Yes I have seen that too, but just because they do it doesn’t mean it’s worth emulating.

I’ve seen it time and time again where some emerging artist has produced this kind of art for reasons that are beyond me.

Interesting – “why didn’t I do that, and make a killing?

As an artist I don’t understand how anyone can claim to express anything through a blank canvas“. But why not? I can see what Ryman was expressing so if someone (eg etourist2’s parody), ‘doesn’t think you can express anything through a blank canvas’, is it that they don’t understand it? If so, is that because they expect the thing in front of them alone to give them information directly, with no thought and no background info? Or is it just that the work itself isn’t successful, it’s not communicating clearly what it was intended to, it’s just not very good art? More importantly does any art really communicate whatever its is intending to in just one object in a gallery?

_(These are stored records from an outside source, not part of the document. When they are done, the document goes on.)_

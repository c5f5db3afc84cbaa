//! In-memory backends for the `bolus-core` source traits.
//!
//! Real deployments put a database behind [`HistorySource`] and
//! [`GlucoseSource`]; this crate keeps every record family in a
//! `parking_lot`-guarded vector instead. That is all the engine's tests
//! need, and it doubles as a fixture-friendly backend for embedding.

use std::convert::Infallible;

use chrono::{DateTime, Utc};
use parking_lot::RwLock;
use tracing::debug;

use bolus_core::{
  event::DoseEvent,
  glucose::GlucoseReading,
  profile::{Profile, ProfileSwitch},
  segment::{BasalSegment, ExtendedBolusSegment},
  source::{
    GlucoseSource, HistorySource, Preferences, ProfileResolver,
    ProfileSwitchSink, PumpCapabilities, RemoteSync,
  },
  target::TempTarget,
};

// ─── History store ───────────────────────────────────────────────────────────

/// An in-memory event history. Push records in, query them back through the
/// source traits.
#[derive(Debug, Default)]
pub struct MemoryHistory {
  doses:     RwLock<Vec<DoseEvent>>,
  basals:    RwLock<Vec<BasalSegment>>,
  extendeds: RwLock<Vec<ExtendedBolusSegment>>,
  targets:   RwLock<Vec<TempTarget>>,
  switches:  RwLock<Vec<ProfileSwitch>>,
  readings:  RwLock<Vec<GlucoseReading>>,
}

impl MemoryHistory {
  pub fn new() -> Self { Self::default() }

  pub fn push_dose(&self, dose: DoseEvent) {
    self.doses.write().push(dose);
  }

  pub fn push_basal(&self, segment: BasalSegment) {
    self.basals.write().push(segment);
  }

  pub fn push_extended_bolus(&self, segment: ExtendedBolusSegment) {
    self.extendeds.write().push(segment);
  }

  pub fn push_target(&self, target: TempTarget) {
    self.targets.write().push(target);
  }

  pub fn push_profile_switch(&self, record: ProfileSwitch) {
    self.switches.write().push(record);
  }

  pub fn push_reading(&self, reading: GlucoseReading) {
    self.readings.write().push(reading);
  }

  /// All persisted profile switches, oldest first — lets tests observe what
  /// [`ProfileSwitchSink`] wrote.
  pub fn profile_switches(&self) -> Vec<ProfileSwitch> {
    self.switches.read().clone()
  }
}

fn in_range<T>(
  records: &[T],
  from: DateTime<Utc>,
  to: DateTime<Utc>,
  date: impl Fn(&T) -> DateTime<Utc>,
) -> Vec<T>
where
  T: Clone,
{
  let mut out: Vec<T> = records
    .iter()
    .filter(|r| date(r) >= from && date(r) <= to)
    .cloned()
    .collect();
  out.sort_by_key(|r| date(r));
  out
}

impl GlucoseSource for MemoryHistory {
  type Error = Infallible;

  async fn readings_in_range(
    &self,
    from: DateTime<Utc>,
    to: DateTime<Utc>,
  ) -> Result<Vec<GlucoseReading>, Infallible> {
    Ok(in_range(&self.readings.read(), from, to, |r| r.date))
  }
}

impl HistorySource for MemoryHistory {
  type Error = Infallible;

  async fn doses_in_range(
    &self,
    from: DateTime<Utc>,
    to: DateTime<Utc>,
  ) -> Result<Vec<DoseEvent>, Infallible> {
    Ok(in_range(&self.doses.read(), from, to, |d| d.date))
  }

  async fn basal_segments_in_range(
    &self,
    from: DateTime<Utc>,
    to: DateTime<Utc>,
  ) -> Result<Vec<BasalSegment>, Infallible> {
    Ok(in_range(&self.basals.read(), from, to, |s| s.start))
  }

  async fn extended_bolus_segments_in_range(
    &self,
    from: DateTime<Utc>,
    to: DateTime<Utc>,
  ) -> Result<Vec<ExtendedBolusSegment>, Infallible> {
    Ok(in_range(&self.extendeds.read(), from, to, |s| s.start))
  }

  async fn targets_in_range(
    &self,
    from: DateTime<Utc>,
    to: DateTime<Utc>,
  ) -> Result<Vec<TempTarget>, Infallible> {
    Ok(in_range(&self.targets.read(), from, to, |t| t.start))
  }

  async fn profile_switches_before(
    &self,
    to: DateTime<Utc>,
  ) -> Result<Vec<ProfileSwitch>, Infallible> {
    let mut out: Vec<ProfileSwitch> = self
      .switches
      .read()
      .iter()
      .filter(|s| s.date <= to)
      .cloned()
      .collect();
    out.sort_by_key(|s| s.date);
    Ok(out)
  }
}

impl ProfileSwitchSink for MemoryHistory {
  type Error = Infallible;

  async fn persist_profile_switch(
    &self,
    record: ProfileSwitch,
  ) -> Result<(), Infallible> {
    debug!(id = %record.id, "profile switch persisted");
    self.switches.write().push(record);
    Ok(())
  }
}

// ─── Lookup doubles ──────────────────────────────────────────────────────────

/// A resolver that hands out one fixed profile, optionally only from a
/// cutoff onward — the "partial profile coverage during setup" case.
#[derive(Debug, Clone)]
pub struct StaticProfiles {
  profile:        Option<Profile>,
  available_from: Option<DateTime<Utc>>,
}

impl StaticProfiles {
  /// Always resolves to `profile`.
  pub fn single(profile: Profile) -> Self {
    Self {
      profile:        Some(profile),
      available_from: None,
    }
  }

  /// Resolves to `profile` only at or after `from`; earlier lookups get
  /// `None`.
  pub fn available_from(profile: Profile, from: DateTime<Utc>) -> Self {
    Self {
      profile:        Some(profile),
      available_from: Some(from),
    }
  }

  /// Never resolves — the cold-start case.
  pub fn none() -> Self {
    Self {
      profile:        None,
      available_from: None,
    }
  }
}

impl ProfileResolver for StaticProfiles {
  fn profile_at(&self, time: DateTime<Utc>) -> Option<Profile> {
    match self.available_from {
      Some(from) if time < from => None,
      _ => self.profile.clone(),
    }
  }

  fn current_profile(&self) -> Option<Profile> { self.profile.clone() }
}

/// A pump with a fixed capability answer.
#[derive(Debug, Clone, Copy)]
pub struct FixedPump {
  pub fakes_temp_basals: bool,
}

impl PumpCapabilities for FixedPump {
  fn fakes_temp_basals_via_extended_bolus(&self) -> bool {
    self.fakes_temp_basals
  }
}

/// Preferences backed by plain fields.
#[derive(Debug, Clone, Copy)]
pub struct MemoryPreferences {
  pub snooze_divisor: f64,
}

impl Default for MemoryPreferences {
  fn default() -> Self {
    Self {
      snooze_divisor: 2.0,
    }
  }
}

impl Preferences for MemoryPreferences {
  fn bolus_snooze_divisor(&self) -> f64 { self.snooze_divisor }
}

// ─── Sync double ─────────────────────────────────────────────────────────────

/// A remote-sync sink that records every upload.
#[derive(Debug, Default)]
pub struct RecordingSync {
  uploads: RwLock<Vec<ProfileSwitch>>,
}

impl RecordingSync {
  pub fn new() -> Self { Self::default() }

  pub fn uploads(&self) -> Vec<ProfileSwitch> { self.uploads.read().clone() }
}

impl RemoteSync for RecordingSync {
  type Error = Infallible;

  async fn upload_profile_switch(
    &self,
    record: ProfileSwitch,
  ) -> Result<(), Infallible> {
    debug!(id = %record.id, "profile switch uploaded");
    self.uploads.write().push(record);
    Ok(())
  }
}
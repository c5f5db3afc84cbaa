//! The aggregation result type and the options structure.

use chrono::{DateTime, Utc};
use serde::Serialize;

use bolus_core::source::AutosensResult;

// ─── Aggregate ───────────────────────────────────────────────────────────────

/// The summed insulin state at one query instant.
///
/// Every numeric field is an exact sum of per-event contributions. The
/// bolus-side fields are non-negative by construction; `basal_iob` and
/// `net_basal_insulin` are signed, since a temp basal below schedule
/// legitimately withdraws insulin relative to the plan.
#[derive(Debug, Clone, Copy, PartialEq, Serialize)]
pub struct IobAggregate {
  pub time:                   DateTime<Utc>,
  /// Bolus-origin insulin on board.
  pub iob:                    f64,
  /// Units acting per minute, all origins combined.
  pub activity:               f64,
  /// Softened decay used to suppress duplicate-dose suggestions shortly
  /// after a bolus.
  pub bolus_snooze:           f64,
  /// Basal-origin insulin on board.
  pub basal_iob:              f64,
  pub net_basal_insulin:      f64,
  pub high_temp_insulin:      f64,
  pub extended_bolus_insulin: f64,
  pub last_bolus_time:        Option<DateTime<Utc>>,
}

impl IobAggregate {
  pub fn zero(time: DateTime<Utc>) -> Self {
    Self {
      time,
      iob: 0.0,
      activity: 0.0,
      bolus_snooze: 0.0,
      basal_iob: 0.0,
      net_basal_insulin: 0.0,
      high_temp_insulin: 0.0,
      extended_bolus_insulin: 0.0,
      last_bolus_time: None,
    }
  }

  /// Field-wise sum; `time` is kept from `self`, `last_bolus_time` is the
  /// later of the two.
  pub fn combine(self, other: Self) -> Self {
    Self {
      time:                   self.time,
      iob:                    self.iob + other.iob,
      activity:               self.activity + other.activity,
      bolus_snooze:           self.bolus_snooze + other.bolus_snooze,
      basal_iob:              self.basal_iob + other.basal_iob,
      net_basal_insulin:      self.net_basal_insulin
        + other.net_basal_insulin,
      high_temp_insulin:      self.high_temp_insulin
        + other.high_temp_insulin,
      extended_bolus_insulin: self.extended_bolus_insulin
        + other.extended_bolus_insulin,
      last_bolus_time:        match (self.last_bolus_time, other.last_bolus_time)
      {
        (Some(a), Some(b)) => Some(a.max(b)),
        (a, b) => a.or(b),
      },
    }
  }
}

// ─── Options ─────────────────────────────────────────────────────────────────

/// Recognized variations of the basal aggregation walk. `Default` is the
/// plain variant; absent fields cost nothing.
#[derive(Debug, Clone, Copy, Default, PartialEq)]
pub struct IobOptions {
  /// Evaluate segments as if any that outlive this instant had been cut off
  /// at it — "what if the running segment ended now" projections. The
  /// stored segments are never mutated.
  pub truncate_at:                Option<DateTime<Utc>>,
  /// External sensitivity adjustment; scales each segment's effective rate.
  pub autosens:                   Option<AutosensResult>,
  pub exercise_mode:              bool,
  /// Target (mg/dL) at which basal is halved during exercise; only
  /// consulted when `exercise_mode` is set and a raised temp target is
  /// active.
  pub half_basal_exercise_target: Option<f64>,
}

impl IobOptions {
  pub fn truncated_at(time: DateTime<Utc>) -> Self {
    Self {
      truncate_at: Some(time),
      ..Self::default()
    }
  }
}
//! Core types and trait definitions for the Bolus IOB engine.
//!
//! This crate is deliberately free of runtime and storage dependencies.
//! All other crates depend on it; it depends on nothing proprietary.

// We intentionally use native `async fn` in traits (stabilised in Rust 1.75).
// Suppress the advisory lint about `Send` bounds on the returned futures.
#![allow(async_fn_in_trait)]

pub mod curve;
pub mod error;
pub mod event;
pub mod glucose;
pub mod intervals;
pub mod profile;
pub mod segment;
pub mod source;
pub mod target;

pub use error::{Error, Result};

Its good to make people think but you need something to start with. Then again, as ever my problem is that the object at the end is pretty meaningless, its the process you go through in researching and producing it and the reasons you did what you did that matter. This tends to not be available to the end viewer unless they follow you like a stalker…

Apparently this kind of art does speak to some artists” – much art doesn’t speak to me, either for the reasons above, I haven’t understood the point in it, I just don’t ‘get’ whatever it is other people are getting. Or it can just be repetitive – for example minimalism has a point in its fundamental questions – but I don’t need eight thousand different examples of it making its point. Most conceptual art I don’t really need to even see to get the point. That isn’t to say I don’t find conceptual art fascinating – but I only really need the concept.

etourist2 says Robert Ryman has made a career out of painting surfaces white…the blank canvas as a ‘concept’ has been over done. Which is true as I said above – once you understand the concept it doesn’t need to be repeated. However does “it’s time to get back to actually painting something on the canvas” fare any better? Hasn’t that been done to death as well?

This is why I prefer philosophy – the ideas are the medium. Art is a tool I use to gain ideas, or to rearrange ideas to uncover new ideas. But my end result is always ideas, or understanding – or occasionally communicating ideas to other people, although it can be pretty narcissistic. But relating to “Apparently this kind of art does speak to some artists” – why don’t paintings speak to me? The vast, vast majority of them have no particular message, feeling or even look particularly interesting or attractive. When they do have a message it seems it could have been said more clearly, better or more ‘interestingly’ by some other method or medium. I just don’t ‘see the point in’ painting. Even painting that isn’t aiming to have any message. “Oh yes that looks nice“. Now lets move on.